The show aired on Fridays at 9PM on NBC in the United States and in the United Kingdom on ITV4 on Fridays and Sundays at 9PM.
Homicide featured a no-nonsense police procedural-type look at the workings of a homicide unit. As perhaps the first cop show in television history to audaciously portray the life of an inner-city detective as it is--repetitive, spiritually draining, an existential threat to one's psyche, completely without glamor, but a social necessity--Homicide developed a trademark feel and look that distinguished itself from its contemporaries. For example, the series was filmed (using hand-held 16mm cameras) almost entirely on location in Baltimore. As such, the idiosyncratic city became something of a character, itself. Homicide was responsible for several television innovations, including being the first show to regularly use the technique of playing musical numbers over a montage of scenes.
Despite premiering in the coveted post-Super Bowl timeslot, the show opened to lackluster ratings, and cancellation was a near-constant threat. However, the show's winning of two Emmy Awards (for Levinson's direction and Fontana's writing) and the success of another police drama, the much soapier NYPD Blue, helped convince NBC to give it another chance beyond the truncated, nine-episode-long first season. (Homicide's four-episode second season renewal ties it with Seinfeld as the lowest number of episodes ordered in network history.)

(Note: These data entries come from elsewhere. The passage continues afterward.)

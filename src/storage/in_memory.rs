//! In-memory implementations for testing and development
//!
//! Uses RwLock for thread-safe access, mirroring what a real backend would
//! do with a connection pool.

use crate::core::condition::Condition;
use crate::core::content_type::{ContentType, TypeProvider};
use crate::core::criteria::{Criteria, SortClause, SortDirection};
use crate::core::error::{SiftResult, StorageError, TypeError};
use crate::handlers::OptionGroupSource;
use crate::repository::{ContentItem, QueryResult, Repository};
use async_trait::async_trait;
use indexmap::IndexMap;
use rand::seq::SliceRandom;
use serde_json::{Map, Value};
use std::cmp::Ordering;
use std::collections::HashMap;
use std::sync::{Arc, RwLock};

/// In-memory repository for one content type
///
/// Executes criteria by filtering, sorting and truncating a snapshot of the
/// item list. Hydration flags pull from side tables: translations overwrite
/// item fields, associations are attached under an `"associations"` field.
#[derive(Clone)]
pub struct InMemoryRepository {
    content_type: ContentType,
    items: Arc<RwLock<Vec<ContentItem>>>,
    translations: Arc<RwLock<HashMap<i64, Map<String, Value>>>>,
    associations: Arc<RwLock<HashMap<i64, Vec<Value>>>>,
}

impl InMemoryRepository {
    pub fn new(content_type: ContentType) -> Self {
        Self {
            content_type,
            items: Arc::new(RwLock::new(Vec::new())),
            translations: Arc::new(RwLock::new(HashMap::new())),
            associations: Arc::new(RwLock::new(HashMap::new())),
        }
    }

    pub fn insert(&self, item: ContentItem) -> SiftResult<()> {
        let mut items = self.items.write().map_err(lock_poisoned)?;
        items.push(item);
        Ok(())
    }

    /// Store translated field overrides for one item
    pub fn set_translation(&self, item_id: i64, fields: Map<String, Value>) -> SiftResult<()> {
        let mut translations = self.translations.write().map_err(lock_poisoned)?;
        translations.insert(item_id, fields);
        Ok(())
    }

    /// Attach an association record to one item
    pub fn add_association(&self, item_id: i64, record: Value) -> SiftResult<()> {
        let mut associations = self.associations.write().map_err(lock_poisoned)?;
        associations.entry(item_id).or_default().push(record);
        Ok(())
    }

    fn matches(item: &ContentItem, condition: &Condition) -> bool {
        match condition {
            Condition::Property { property, values } => item
                .property(property)
                .map(|value| values.contains(&value))
                .unwrap_or(false),
            Condition::Variant { option_ids, .. } => item
                .option_ids
                .iter()
                .any(|id| option_ids.contains(id)),
        }
    }

    fn apply_sort(items: &mut [ContentItem], sort: &[SortClause]) {
        if sort
            .iter()
            .any(|clause| clause.direction == SortDirection::Random)
        {
            items.shuffle(&mut rand::thread_rng());
            return;
        }

        // Later clauses are subordinate tie-breaks: applying them first with
        // a stable sort yields the combined order.
        for clause in sort.iter().rev() {
            items.sort_by(|a, b| {
                let ordering = cmp_property(a, b, &clause.property);
                match clause.direction {
                    SortDirection::Descending => ordering.reverse(),
                    _ => ordering,
                }
            });
        }
    }

    fn hydrate(&self, items: &mut Vec<ContentItem>, criteria: &Criteria) -> SiftResult<()> {
        if criteria.load_translations {
            let translations = self.translations.read().map_err(lock_poisoned)?;
            for item in items.iter_mut() {
                if let Some(fields) = translations.get(&item.id) {
                    for (key, value) in fields {
                        item.fields.insert(key.clone(), value.clone());
                    }
                }
            }
        }

        if criteria.load_associations {
            let associations = self.associations.read().map_err(lock_poisoned)?;
            for item in items.iter_mut() {
                if let Some(records) = associations.get(&item.id) {
                    item.fields
                        .insert("associations".to_string(), Value::from(records.clone()));
                }
            }
        }

        Ok(())
    }
}

#[async_trait]
impl Repository for InMemoryRepository {
    async fn find_all(&self, criteria: &Criteria) -> SiftResult<QueryResult> {
        let mut items: Vec<ContentItem> = {
            let items = self.items.read().map_err(lock_poisoned)?;
            items
                .iter()
                .filter(|item| {
                    criteria
                        .conditions()
                        .iter()
                        .all(|condition| Self::matches(item, condition))
                })
                .cloned()
                .collect()
        };

        Self::apply_sort(&mut items, criteria.sort());

        if let Some(limit) = criteria.limit {
            items.truncate(limit as usize);
        }

        self.hydrate(&mut items, criteria)?;

        tracing::debug!(
            content_type = self.content_type.name.as_str(),
            matched = items.len(),
            "Executed criteria"
        );

        Ok(QueryResult {
            items,
            content_type: self.content_type.clone(),
        })
    }
}

fn lock_poisoned<E: std::fmt::Display>(err: E) -> StorageError {
    StorageError::LockPoisoned {
        message: err.to_string(),
    }
}

fn cmp_property(a: &ContentItem, b: &ContentItem, property: &str) -> Ordering {
    match (a.property(property), b.property(property)) {
        (Some(va), Some(vb)) => cmp_values(&va, &vb),
        (Some(_), None) => Ordering::Less,
        (None, Some(_)) => Ordering::Greater,
        (None, None) => Ordering::Equal,
    }
}

fn cmp_values(a: &Value, b: &Value) -> Ordering {
    match (a, b) {
        (Value::Number(na), Value::Number(nb)) => na
            .as_f64()
            .partial_cmp(&nb.as_f64())
            .unwrap_or(Ordering::Equal),
        (Value::String(sa), Value::String(sb)) => sa.cmp(sb),
        (Value::Bool(ba), Value::Bool(bb)) => ba.cmp(bb),
        _ => a.to_string().cmp(&b.to_string()),
    }
}

/// In-memory grouping lookup over a configurator-options row table
///
/// Aggregation order follows row insertion order, the way a grouped SQL
/// query follows table order.
#[derive(Clone, Default)]
pub struct InMemoryOptionGroups {
    rows: Arc<RwLock<Vec<(i64, i64)>>>,
}

impl InMemoryOptionGroups {
    pub fn new() -> Self {
        Self::default()
    }

    /// Add one (option id, group id) row
    pub fn insert(&self, option_id: i64, group_id: i64) -> SiftResult<()> {
        let mut rows = self.rows.write().map_err(lock_poisoned)?;
        rows.push((option_id, group_id));
        Ok(())
    }
}

#[async_trait]
impl OptionGroupSource for InMemoryOptionGroups {
    async fn grouped_options(&self, option_ids: &[i64]) -> SiftResult<IndexMap<i64, Vec<i64>>> {
        let rows = self.rows.read().map_err(lock_poisoned)?;

        let mut grouped: IndexMap<i64, Vec<i64>> = IndexMap::new();
        for (option_id, group_id) in rows.iter() {
            if option_ids.contains(option_id) {
                grouped.entry(*group_id).or_default().push(*option_id);
            }
        }

        Ok(grouped)
    }
}

/// In-memory type metadata provider
#[derive(Clone, Default)]
pub struct InMemoryTypeProvider {
    types: Arc<RwLock<HashMap<String, ContentType>>>,
}

impl InMemoryTypeProvider {
    pub fn new() -> Self {
        Self::default()
    }

    pub fn register(&self, content_type: ContentType) -> SiftResult<()> {
        let mut types = self.types.write().map_err(lock_poisoned)?;
        types.insert(content_type.name.clone(), content_type);
        Ok(())
    }
}

#[async_trait]
impl TypeProvider for InMemoryTypeProvider {
    async fn get_type(&self, type_id: &str) -> SiftResult<ContentType> {
        let types = self.types.read().map_err(lock_poisoned)?;
        types.get(type_id).cloned().ok_or_else(|| {
            TypeError::NotFound {
                type_id: type_id.to_string(),
            }
            .into()
        })
    }
}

Hoping to improve ratings, NBC insisted on a number of changes, both cosmetic and thematic. Talented but unphotogenic veteran actor Jon Polito was ordered dropped from the cast as the network clamored for more on-screen romance and violence. In order to have episodes the network considered more sensationalistic air during "sweeps" periods, NBC sometimes aired episodes out of order, often to the detriment of story arcs that had developed over several episodes or even entire seasons. Probably the most infamous of such gaffes was NBC's decision to broadcast an episode featuring the program's first sex scene ("A Model Citizen") prior to the airing of the much acclaimed episode, "Crosetti"; it was in this latter hour that the death of Detective Steve Crosetti, Jon Polito's character, was revealed and explained. (The detective had been in Atlantic City on vacation since the end of the second season's four episodes; for reasons never fully explained--but perhaps not difficult to surmise--he returns to Baltimore and drowns himself rather than return to his job.) As a result of this deviation from the producers' intended order, viewers of "A Model Citizen" found out from a comment made by his ex-partner, Dtc. Meldrick Lewis, merely that Crosetti had died but not how or when.

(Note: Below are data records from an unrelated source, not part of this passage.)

//! Storage backends
//!
//! Only the in-memory backend ships with the framework; real deployments
//! implement [`Repository`](crate::repository::Repository) and
//! [`OptionGroupSource`](crate::handlers::OptionGroupSource) against their
//! own data store.

pub mod in_memory;

pub use in_memory::{InMemoryOptionGroups, InMemoryRepository, InMemoryTypeProvider};
//! Composable query criteria
//!
//! A [`Criteria`] is built incrementally by independent handlers: each handler
//! inspects one input source (request parameters, stored block configuration)
//! and appends conditions or sort clauses. Handlers only ever append, never
//! replace or clear, so any number of handlers can contribute to the same
//! Criteria without clobbering each other.

use crate::core::condition::Condition;
use serde::{Deserialize, Serialize};

/// Sort direction for a single sort clause
///
/// `Random` has no seed or tie-break: repeated execution of the same criteria
/// is intentionally non-deterministic.
#[derive(Debug, Clone, Copy, PartialEq, Eq, Serialize, Deserialize)]
#[serde(rename_all = "UPPERCASE")]
pub enum SortDirection {
    #[serde(rename = "ASC")]
    Ascending,
    #[serde(rename = "DESC")]
    Descending,
    Random,
}

/// One sort clause within a criteria
#[derive(Debug, Clone, PartialEq, Serialize, Deserialize)]
pub struct SortClause {
    /// Property to sort by; ignored by repositories when direction is Random
    pub property: String,
    pub direction: SortDirection,
}

impl SortClause {
    pub fn new(property: impl Into<String>, direction: SortDirection) -> Self {
        Self {
            property: property.into(),
            direction,
        }
    }

    /// Shorthand for a random-order clause
    pub fn random() -> Self {
        Self::new("", SortDirection::Random)
    }
}

/// Composable query specification
///
/// Holds filters, sort order, pagination and hydration flags. Condition and
/// sort collections are mutated only through [`add_condition`](Self::add_condition)
/// and [`add_sort`](Self::add_sort); insertion order is preserved and affects
/// generated query order, not semantics.
#[derive(Debug, Clone, Default, PartialEq)]
pub struct Criteria {
    conditions: Vec<Condition>,
    sort: Vec<SortClause>,

    /// Maximum number of items to return; `None` = unbounded
    pub limit: Option<u32>,

    /// Whether results should be hydrated with translated field values
    pub load_translations: bool,

    /// Whether results should be hydrated with associated records
    pub load_associations: bool,
}

impl Criteria {
    pub fn new() -> Self {
        Self::default()
    }

    /// Append a condition
    ///
    /// A condition structurally equal to one already present is skipped, so
    /// overlapping handlers cannot duplicate a filter.
    pub fn add_condition(&mut self, condition: Condition) {
        if self.conditions.contains(&condition) {
            return;
        }
        self.conditions.push(condition);
    }

    /// Append a sort clause
    pub fn add_sort(&mut self, clause: SortClause) {
        self.sort.push(clause);
    }

    pub fn conditions(&self) -> &[Condition] {
        &self.conditions
    }

    pub fn sort(&self) -> &[SortClause] {
        &self.sort
    }

    pub fn has_conditions(&self) -> bool {
        !self.conditions.is_empty()
    }
}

Hailed by many critics as the best, most authentic cop show of all time and one of the very finest dramas ever produced--propelled by perhaps the most talented emsemble cast in the history of the small screen--Homicide garnered three straight Television Critic's Awards for outstanding drama from 1996 to 1998 and was the first drama ever to win three of the prestigious Peabody Awards for best drama (1993, 1995, 1997).
Obviously, then, the critics loved Homicide, but the reality of its negligible Nielsen ratings hovered above all things. To NBC's credit, though, the network managed to keep what TV Guide referred to as "The Best Show You're Not Watching" on the air for five full seasons and seven seasons in all.
Homicide was at one time syndicated on Lifetime and Court TV. While these networks no longer air the program, it is now on the all crime televison cable station called Sleuth. Also, all seven seasons are now available on DVD. One DVD set combines the first two seasons, while additional sets contain the complete third, fourth, fifth, sixth, and seventh seasons. Significantly, the DVDs contain the episodes in the producers' intended order, not the order in which NBC aired them. TNT has aired some of the crossover episodes with Law & Order right after airing the relevant L&O episode.
The series opens with Detective Tim Bayliss being assigned to Lt. Al Giardello's unit and partnered with Detective Frank Pembleton. Pembleton resents having his style cramped with a partner, and Tim, nervous and obviously intimidated, isn't sure he's up to the job. As (bad) luck would have it, his first case is the murder of a young girl, Adena Watson, an 11-year-old whose slaying is given full "red ball" treatment (the term "red ball" being Baltimore police slang for a case designated as top-priority by the unit's brass, usually because of the heavy media coverage it garners). The Adena arc culminates with the first-season episode, "Three Men and Adena", in which Detectives Bayliss and Pembleton interrogate their prime suspect for hours on end within the confines of the unit's claustrophobic interview room, "The Box." Bayliss' character would go on to demonstrate a particular sensitivity whereas child murders were concerned and, in a fifth-season episode, reveal to Pembleton a series of traumas from his own childhood explaining why.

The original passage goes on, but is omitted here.